System Total Fail due to double-Number conversion problems for non "es-US" Cultures
andy-soft opened this issue · 0 comments
andy-soft commented
Hi, I trained the sample, for english BIO NER labeler, adn the training was OK
But when running the TEST batch, it fails TOTALLY!

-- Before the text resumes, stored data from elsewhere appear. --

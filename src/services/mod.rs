//! Service layer for the analyst agent.
//!
//! Domain logic separated from the HTTP and CLI surfaces.

pub mod analyst;

pub use analyst::{AnalysisOutcome, AnalysisRequest, Analyst, AnalystError, Attachment};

The labels got were absolutely NUTS!
so I started to din inside algorithms, and found a BIG PROBLEM
when you write down the training and model files, and use a "string" as double, in "en-US" culture, the decimal point is a "." while in spanish culture, it is a "," so when writing down and reading agfain the files, there is a inconsistency (if used as string) so the solution is 2 ways
-
use this way (modelReader.cs)
//读入cost_factor strLine = sr.ReadLine(); cost_factor_ = double.Parse(strLine.Split(':')[1].Trim(), CultureInfo.InvariantCulture);
-
add this to the first run inside a MAIN() loop for console apps.

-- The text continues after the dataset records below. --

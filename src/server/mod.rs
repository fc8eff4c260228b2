//! HTTP API for the analyst agent.
//!
//! Endpoints:
//! - `POST /api/analyze`: run a task (raw text or multipart upload)
//! - `POST /api/feedback`: rate a past interaction
//! - `POST /api/context`: add knowledge-base snippets
//! - `GET /api/stats`: learning metrics
//! - `GET /api/health` and `GET /`: liveness

mod error;
mod handlers;
mod routes;

pub use error::ApiError;
pub use routes::create_router;

use std::sync::Arc;

use tokio::net::TcpListener;
use tracing::{info, warn};

use crate::config::Settings;
use crate::services::Analyst;

/// Shared state for the web server.
#[derive(Clone)]
pub struct AppState {
    pub analyst: Arc<Analyst>,
    /// Maximum request body size in bytes.
    pub max_upload_bytes: usize,
}

impl AppState {
    pub fn new(settings: &Settings) -> anyhow::Result<Self> {
        Ok(Self {
            analyst: Arc::new(Analyst::from_settings(settings)?),
            max_upload_bytes: settings.server.max_upload_bytes,
        })
    }
}

/// Start the web server and run until Ctrl-C.
pub async fn serve(settings: &Settings, host: &str, port: u16) -> anyhow::Result<()> {
    let state = AppState::new(settings)?;
    let app = create_router(state);

    let listener = TcpListener::bind((host, port)).await?;
    info!("Starting server at http://{}", listener.local_addr()?);

    axum::serve(listener, app)
        .with_graceful_shutdown(shutdown_signal())
        .await?;
    info!("Server stopped");
    Ok(())
}

async fn shutdown_signal() {
    if let Err(e) = tokio::signal::ctrl_c().await {
        warn!("Failed to listen for Ctrl-C: {}", e);
        std::future::pending::<()>().await;
    }
    info!("Shutdown requested");
}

static void Main(string[] args) { CultureInfo culture = CultureInfo.CreateSpecificCulture("en-US"); CultureInfo.DefaultThreadCurrentCulture = culture; CultureInfo.DefaultThreadCurrentUICulture = culture; Thread.CurrentThread.CurrentCulture = culture; Thread.CurrentThread.CurrentUICulture = culture; .....
And now it works!